**DIRECTIONS:** Begin at the line containing "if header.version != CACHE_VERSION" in the data below and go on through the line containing "bincode::serialize_into(&mut *writer, &header)?;", repeating each line exactly; include both ends and no other line.

+ + + +

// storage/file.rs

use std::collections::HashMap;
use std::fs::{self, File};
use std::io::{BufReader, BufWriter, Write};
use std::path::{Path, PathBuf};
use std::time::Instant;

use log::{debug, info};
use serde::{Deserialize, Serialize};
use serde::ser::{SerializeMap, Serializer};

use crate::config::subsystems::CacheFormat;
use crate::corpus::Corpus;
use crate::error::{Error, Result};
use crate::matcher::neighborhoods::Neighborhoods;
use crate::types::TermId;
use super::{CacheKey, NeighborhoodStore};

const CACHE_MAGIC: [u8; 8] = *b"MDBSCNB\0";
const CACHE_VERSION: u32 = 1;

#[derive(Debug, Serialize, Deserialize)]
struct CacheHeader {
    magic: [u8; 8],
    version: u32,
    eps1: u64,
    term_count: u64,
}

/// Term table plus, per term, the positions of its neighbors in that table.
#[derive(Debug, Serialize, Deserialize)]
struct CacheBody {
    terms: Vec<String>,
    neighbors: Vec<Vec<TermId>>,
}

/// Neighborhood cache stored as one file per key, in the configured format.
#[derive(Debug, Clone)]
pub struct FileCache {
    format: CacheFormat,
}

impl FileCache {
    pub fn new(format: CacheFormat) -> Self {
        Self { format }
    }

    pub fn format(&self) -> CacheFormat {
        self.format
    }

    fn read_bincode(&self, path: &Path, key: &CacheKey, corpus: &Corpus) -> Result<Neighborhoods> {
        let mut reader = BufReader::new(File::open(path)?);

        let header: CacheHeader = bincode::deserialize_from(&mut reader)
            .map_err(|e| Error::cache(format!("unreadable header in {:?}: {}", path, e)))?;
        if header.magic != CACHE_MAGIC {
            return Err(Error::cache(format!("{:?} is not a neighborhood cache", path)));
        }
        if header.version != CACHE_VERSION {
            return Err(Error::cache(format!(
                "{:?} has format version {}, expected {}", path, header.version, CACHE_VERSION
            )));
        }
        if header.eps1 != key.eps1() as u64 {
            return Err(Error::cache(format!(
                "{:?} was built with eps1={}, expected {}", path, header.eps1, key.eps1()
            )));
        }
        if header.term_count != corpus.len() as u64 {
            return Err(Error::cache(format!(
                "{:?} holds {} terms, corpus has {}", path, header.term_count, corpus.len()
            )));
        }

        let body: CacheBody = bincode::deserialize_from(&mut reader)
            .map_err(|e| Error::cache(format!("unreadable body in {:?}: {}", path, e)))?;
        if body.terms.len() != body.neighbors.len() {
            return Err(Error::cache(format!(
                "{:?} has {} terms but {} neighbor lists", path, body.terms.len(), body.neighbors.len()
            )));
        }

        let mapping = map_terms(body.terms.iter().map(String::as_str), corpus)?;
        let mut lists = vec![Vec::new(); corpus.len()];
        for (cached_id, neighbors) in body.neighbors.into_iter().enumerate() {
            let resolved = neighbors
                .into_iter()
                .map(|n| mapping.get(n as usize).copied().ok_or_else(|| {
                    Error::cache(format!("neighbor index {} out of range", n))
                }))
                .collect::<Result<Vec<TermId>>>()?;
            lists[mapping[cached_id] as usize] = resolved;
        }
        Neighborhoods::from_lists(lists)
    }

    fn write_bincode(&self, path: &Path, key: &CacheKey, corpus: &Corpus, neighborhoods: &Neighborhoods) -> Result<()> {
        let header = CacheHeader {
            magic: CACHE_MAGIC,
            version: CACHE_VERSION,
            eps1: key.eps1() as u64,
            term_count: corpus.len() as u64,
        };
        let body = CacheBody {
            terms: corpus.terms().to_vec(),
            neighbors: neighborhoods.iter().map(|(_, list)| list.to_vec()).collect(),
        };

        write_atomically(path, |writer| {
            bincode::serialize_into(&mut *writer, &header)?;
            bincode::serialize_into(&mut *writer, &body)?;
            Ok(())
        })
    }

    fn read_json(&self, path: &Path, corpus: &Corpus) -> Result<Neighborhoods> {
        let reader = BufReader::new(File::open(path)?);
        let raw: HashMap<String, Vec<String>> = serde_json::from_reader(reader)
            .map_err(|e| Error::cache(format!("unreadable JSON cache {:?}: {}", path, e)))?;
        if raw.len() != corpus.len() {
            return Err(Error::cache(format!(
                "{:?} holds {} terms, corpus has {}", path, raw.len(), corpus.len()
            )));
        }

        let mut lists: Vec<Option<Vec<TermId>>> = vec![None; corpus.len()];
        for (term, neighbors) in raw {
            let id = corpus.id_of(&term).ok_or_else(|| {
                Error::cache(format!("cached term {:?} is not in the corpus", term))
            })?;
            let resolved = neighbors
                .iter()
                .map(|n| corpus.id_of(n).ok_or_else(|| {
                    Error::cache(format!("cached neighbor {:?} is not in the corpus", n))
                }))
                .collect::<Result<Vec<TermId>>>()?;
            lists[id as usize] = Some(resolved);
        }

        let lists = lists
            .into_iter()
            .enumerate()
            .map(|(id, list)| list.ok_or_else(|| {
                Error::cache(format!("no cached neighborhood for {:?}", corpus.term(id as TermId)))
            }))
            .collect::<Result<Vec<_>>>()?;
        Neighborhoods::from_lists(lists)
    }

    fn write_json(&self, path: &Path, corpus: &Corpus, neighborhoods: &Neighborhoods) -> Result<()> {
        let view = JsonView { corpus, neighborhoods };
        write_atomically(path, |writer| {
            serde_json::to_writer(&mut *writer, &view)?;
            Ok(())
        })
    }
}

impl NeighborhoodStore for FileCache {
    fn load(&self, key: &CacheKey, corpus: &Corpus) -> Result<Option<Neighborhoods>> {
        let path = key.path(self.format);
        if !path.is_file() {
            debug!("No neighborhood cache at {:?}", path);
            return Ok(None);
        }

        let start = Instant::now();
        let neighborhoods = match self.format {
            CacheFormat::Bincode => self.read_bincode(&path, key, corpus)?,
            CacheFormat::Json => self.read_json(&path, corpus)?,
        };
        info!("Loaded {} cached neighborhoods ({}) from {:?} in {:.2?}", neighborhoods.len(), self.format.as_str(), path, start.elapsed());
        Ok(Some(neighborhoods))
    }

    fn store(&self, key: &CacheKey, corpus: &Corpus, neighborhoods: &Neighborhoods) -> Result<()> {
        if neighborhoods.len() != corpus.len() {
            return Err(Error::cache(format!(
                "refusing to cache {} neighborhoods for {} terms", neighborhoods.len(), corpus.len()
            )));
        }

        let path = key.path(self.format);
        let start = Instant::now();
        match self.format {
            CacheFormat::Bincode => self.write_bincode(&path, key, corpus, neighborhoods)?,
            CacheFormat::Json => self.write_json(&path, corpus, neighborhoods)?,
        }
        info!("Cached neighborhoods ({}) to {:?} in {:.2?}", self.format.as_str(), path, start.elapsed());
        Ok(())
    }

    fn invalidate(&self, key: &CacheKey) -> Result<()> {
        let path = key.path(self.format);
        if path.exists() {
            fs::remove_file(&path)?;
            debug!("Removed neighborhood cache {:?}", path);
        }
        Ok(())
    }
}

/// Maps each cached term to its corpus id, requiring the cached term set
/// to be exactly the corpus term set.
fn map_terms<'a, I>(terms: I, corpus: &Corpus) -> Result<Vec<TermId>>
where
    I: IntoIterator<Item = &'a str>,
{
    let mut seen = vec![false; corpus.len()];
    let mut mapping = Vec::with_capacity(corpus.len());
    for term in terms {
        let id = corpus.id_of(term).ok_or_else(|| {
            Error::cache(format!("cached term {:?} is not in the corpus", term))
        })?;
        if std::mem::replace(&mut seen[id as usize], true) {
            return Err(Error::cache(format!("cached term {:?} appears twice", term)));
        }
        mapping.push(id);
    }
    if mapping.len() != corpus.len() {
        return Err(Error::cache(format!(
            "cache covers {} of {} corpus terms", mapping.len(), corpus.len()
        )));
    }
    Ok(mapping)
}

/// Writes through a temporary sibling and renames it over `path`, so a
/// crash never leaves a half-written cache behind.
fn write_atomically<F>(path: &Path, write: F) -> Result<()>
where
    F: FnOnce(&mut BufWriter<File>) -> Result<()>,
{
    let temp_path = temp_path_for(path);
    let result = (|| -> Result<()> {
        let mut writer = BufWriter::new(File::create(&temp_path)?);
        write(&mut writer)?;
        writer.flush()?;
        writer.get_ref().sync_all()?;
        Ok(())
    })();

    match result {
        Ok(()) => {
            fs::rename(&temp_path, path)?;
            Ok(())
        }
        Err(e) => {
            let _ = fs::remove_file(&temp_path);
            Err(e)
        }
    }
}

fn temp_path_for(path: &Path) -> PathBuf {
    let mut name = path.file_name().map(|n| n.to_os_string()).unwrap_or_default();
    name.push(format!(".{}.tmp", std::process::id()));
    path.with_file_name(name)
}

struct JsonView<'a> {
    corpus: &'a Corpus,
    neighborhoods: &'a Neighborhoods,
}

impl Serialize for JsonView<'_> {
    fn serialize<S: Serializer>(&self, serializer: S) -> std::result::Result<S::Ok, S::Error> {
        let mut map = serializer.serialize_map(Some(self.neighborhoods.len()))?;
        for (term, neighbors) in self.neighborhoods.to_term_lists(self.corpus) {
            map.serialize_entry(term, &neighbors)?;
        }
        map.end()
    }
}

+ + + +

**RESPONSE:**
        if header.version != CACHE_VERSION {
            return Err(Error::cache(format!(
                "{:?} has format version {}, expected {}", path, header.version, CACHE_VERSION
            )));
        }
        if header.eps1 != key.eps1() as u64 {
            return Err(Error::cache(format!(
                "{:?} was built with eps1={}, expected {}", path, header.eps1, key.eps1()
            )));
        }
        if header.term_count != corpus.len() as u64 {
            return Err(Error::cache(format!(
                "{:?} holds {} terms, corpus has {}", path, header.term_count, corpus.len()
            )));
        }

        let body: CacheBody = bincode::deserialize_from(&mut reader)
            .map_err(|e| Error::cache(format!("unreadable body in {:?}: {}", path, e)))?;
        if body.terms.len() != body.neighbors.len() {
            return Err(Error::cache(format!(
                "{:?} has {} terms but {} neighbor lists", path, body.terms.len(), body.neighbors.len()
            )));
        }

        let mapping = map_terms(body.terms.iter().map(String::as_str), corpus)?;
        let mut lists = vec![Vec::new(); corpus.len()];
        for (cached_id, neighbors) in body.neighbors.into_iter().enumerate() {
            let resolved = neighbors
                .into_iter()
                .map(|n| mapping.get(n as usize).copied().ok_or_else(|| {
                    Error::cache(format!("neighbor index {} out of range", n))
                }))
                .collect::<Result<Vec<TermId>>>()?;
            lists[mapping[cached_id] as usize] = resolved;
        }
        Neighborhoods::from_lists(lists)
    }

    fn write_bincode(&self, path: &Path, key: &CacheKey, corpus: &Corpus, neighborhoods: &Neighborhoods) -> Result<()> {
        let header = CacheHeader {
            magic: CACHE_MAGIC,
            version: CACHE_VERSION,
            eps1: key.eps1() as u64,
            term_count: corpus.len() as u64,
        };
        let body = CacheBody {
            terms: corpus.terms().to_vec(),
            neighbors: neighborhoods.iter().map(|(_, list)| list.to_vec()).collect(),
        };

        write_atomically(path, |writer| {
            bincode::serialize_into(&mut *writer, &header)?;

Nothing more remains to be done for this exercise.